Every line of the following records that includes "while" should be copied.

**INPUT DATA**

---------------

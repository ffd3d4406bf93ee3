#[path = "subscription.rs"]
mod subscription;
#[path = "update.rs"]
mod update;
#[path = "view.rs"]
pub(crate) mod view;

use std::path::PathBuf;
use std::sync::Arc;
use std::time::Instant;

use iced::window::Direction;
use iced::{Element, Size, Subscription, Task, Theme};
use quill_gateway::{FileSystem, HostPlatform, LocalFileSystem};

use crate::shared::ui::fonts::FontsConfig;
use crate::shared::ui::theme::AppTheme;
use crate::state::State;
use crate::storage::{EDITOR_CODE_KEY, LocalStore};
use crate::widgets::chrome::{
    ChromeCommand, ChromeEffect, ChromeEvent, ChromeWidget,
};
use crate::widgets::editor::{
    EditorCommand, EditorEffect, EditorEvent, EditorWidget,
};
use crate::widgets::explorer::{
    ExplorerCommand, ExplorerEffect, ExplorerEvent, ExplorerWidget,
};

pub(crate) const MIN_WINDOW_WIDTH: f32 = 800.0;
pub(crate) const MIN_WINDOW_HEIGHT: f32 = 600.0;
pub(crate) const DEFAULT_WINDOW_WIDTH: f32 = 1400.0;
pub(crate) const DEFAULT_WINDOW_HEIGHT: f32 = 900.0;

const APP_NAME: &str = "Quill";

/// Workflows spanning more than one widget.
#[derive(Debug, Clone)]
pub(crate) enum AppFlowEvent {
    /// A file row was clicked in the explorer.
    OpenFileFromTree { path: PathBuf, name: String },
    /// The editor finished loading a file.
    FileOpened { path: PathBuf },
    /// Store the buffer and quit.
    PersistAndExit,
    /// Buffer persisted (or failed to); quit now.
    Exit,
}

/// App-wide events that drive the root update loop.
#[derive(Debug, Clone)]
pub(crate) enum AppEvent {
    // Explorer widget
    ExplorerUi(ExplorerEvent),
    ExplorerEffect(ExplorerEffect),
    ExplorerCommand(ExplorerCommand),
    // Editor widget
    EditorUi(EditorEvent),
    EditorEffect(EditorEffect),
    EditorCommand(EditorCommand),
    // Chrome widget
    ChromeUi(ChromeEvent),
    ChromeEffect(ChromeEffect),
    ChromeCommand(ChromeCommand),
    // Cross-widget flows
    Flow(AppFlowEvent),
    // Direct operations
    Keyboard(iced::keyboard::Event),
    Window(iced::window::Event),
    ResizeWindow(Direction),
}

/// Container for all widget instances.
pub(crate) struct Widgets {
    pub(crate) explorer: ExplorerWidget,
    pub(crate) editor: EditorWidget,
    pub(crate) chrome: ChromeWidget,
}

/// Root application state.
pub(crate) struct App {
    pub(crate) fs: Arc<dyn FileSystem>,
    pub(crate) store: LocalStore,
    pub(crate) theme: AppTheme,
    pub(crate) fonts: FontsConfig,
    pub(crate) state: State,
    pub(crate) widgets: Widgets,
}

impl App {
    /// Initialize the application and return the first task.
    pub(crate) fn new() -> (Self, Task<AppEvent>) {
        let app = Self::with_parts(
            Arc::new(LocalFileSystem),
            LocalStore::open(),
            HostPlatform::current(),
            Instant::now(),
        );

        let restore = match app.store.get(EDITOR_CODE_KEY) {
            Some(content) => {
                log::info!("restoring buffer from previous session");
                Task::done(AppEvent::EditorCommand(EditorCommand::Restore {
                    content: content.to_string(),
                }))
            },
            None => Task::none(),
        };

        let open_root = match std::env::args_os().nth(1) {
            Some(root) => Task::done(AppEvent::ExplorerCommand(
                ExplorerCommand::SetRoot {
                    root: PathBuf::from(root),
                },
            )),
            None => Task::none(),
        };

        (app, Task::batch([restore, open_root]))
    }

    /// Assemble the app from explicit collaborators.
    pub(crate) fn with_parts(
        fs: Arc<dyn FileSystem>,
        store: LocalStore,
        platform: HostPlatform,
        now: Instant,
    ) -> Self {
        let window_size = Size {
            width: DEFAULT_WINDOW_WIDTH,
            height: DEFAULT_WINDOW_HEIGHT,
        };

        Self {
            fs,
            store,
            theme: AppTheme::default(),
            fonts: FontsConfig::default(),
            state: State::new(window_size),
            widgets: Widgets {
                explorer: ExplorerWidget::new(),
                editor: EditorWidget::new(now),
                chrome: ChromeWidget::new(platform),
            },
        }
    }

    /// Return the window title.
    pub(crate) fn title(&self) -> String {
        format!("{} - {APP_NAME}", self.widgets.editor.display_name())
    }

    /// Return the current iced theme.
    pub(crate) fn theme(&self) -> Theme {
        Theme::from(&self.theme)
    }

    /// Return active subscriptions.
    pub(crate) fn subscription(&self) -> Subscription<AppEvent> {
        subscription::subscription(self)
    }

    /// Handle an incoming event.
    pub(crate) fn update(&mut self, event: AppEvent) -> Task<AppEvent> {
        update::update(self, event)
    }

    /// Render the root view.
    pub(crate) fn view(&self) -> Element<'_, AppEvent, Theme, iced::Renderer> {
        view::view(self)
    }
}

---------------

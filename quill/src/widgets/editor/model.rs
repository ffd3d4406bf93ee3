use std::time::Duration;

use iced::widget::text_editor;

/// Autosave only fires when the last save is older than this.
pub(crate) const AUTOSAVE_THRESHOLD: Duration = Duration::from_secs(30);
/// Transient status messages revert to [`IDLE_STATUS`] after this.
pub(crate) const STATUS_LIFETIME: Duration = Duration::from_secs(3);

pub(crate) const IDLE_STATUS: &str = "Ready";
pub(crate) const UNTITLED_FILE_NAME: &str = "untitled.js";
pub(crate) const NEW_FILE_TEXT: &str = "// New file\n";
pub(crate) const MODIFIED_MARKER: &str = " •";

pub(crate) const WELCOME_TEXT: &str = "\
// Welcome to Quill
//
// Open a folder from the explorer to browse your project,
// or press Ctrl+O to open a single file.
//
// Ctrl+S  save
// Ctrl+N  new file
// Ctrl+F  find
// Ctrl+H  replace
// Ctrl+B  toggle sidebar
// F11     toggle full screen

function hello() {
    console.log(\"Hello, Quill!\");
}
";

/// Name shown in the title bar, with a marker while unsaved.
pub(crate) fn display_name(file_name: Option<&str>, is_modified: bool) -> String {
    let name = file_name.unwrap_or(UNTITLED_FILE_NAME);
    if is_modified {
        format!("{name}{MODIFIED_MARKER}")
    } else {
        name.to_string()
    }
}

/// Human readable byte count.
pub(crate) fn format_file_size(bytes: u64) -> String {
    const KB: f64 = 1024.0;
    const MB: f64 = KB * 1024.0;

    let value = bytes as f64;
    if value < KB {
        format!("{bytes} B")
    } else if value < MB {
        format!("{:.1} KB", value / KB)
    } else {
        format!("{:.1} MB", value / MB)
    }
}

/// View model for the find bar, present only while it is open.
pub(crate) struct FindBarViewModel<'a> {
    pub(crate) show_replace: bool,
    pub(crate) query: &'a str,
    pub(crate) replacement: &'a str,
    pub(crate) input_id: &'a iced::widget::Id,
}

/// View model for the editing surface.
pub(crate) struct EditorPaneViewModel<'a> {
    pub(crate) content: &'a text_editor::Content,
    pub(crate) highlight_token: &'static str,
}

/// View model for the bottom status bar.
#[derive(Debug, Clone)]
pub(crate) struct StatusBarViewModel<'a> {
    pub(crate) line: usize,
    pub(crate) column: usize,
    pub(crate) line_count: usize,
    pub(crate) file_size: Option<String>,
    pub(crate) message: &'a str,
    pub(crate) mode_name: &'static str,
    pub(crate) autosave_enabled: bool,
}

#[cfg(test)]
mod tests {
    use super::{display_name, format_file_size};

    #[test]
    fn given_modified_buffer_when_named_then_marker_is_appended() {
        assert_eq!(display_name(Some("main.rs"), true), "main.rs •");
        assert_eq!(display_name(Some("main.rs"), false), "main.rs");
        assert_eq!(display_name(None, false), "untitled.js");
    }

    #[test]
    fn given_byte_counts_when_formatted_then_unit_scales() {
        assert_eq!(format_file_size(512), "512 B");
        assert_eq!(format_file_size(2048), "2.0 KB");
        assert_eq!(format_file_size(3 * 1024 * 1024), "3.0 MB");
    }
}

---------------

**WRITTEN RESPONSE**
/// Name shown in the title bar, with a marker while unsaved.
/// View model for the find bar, present only while it is open.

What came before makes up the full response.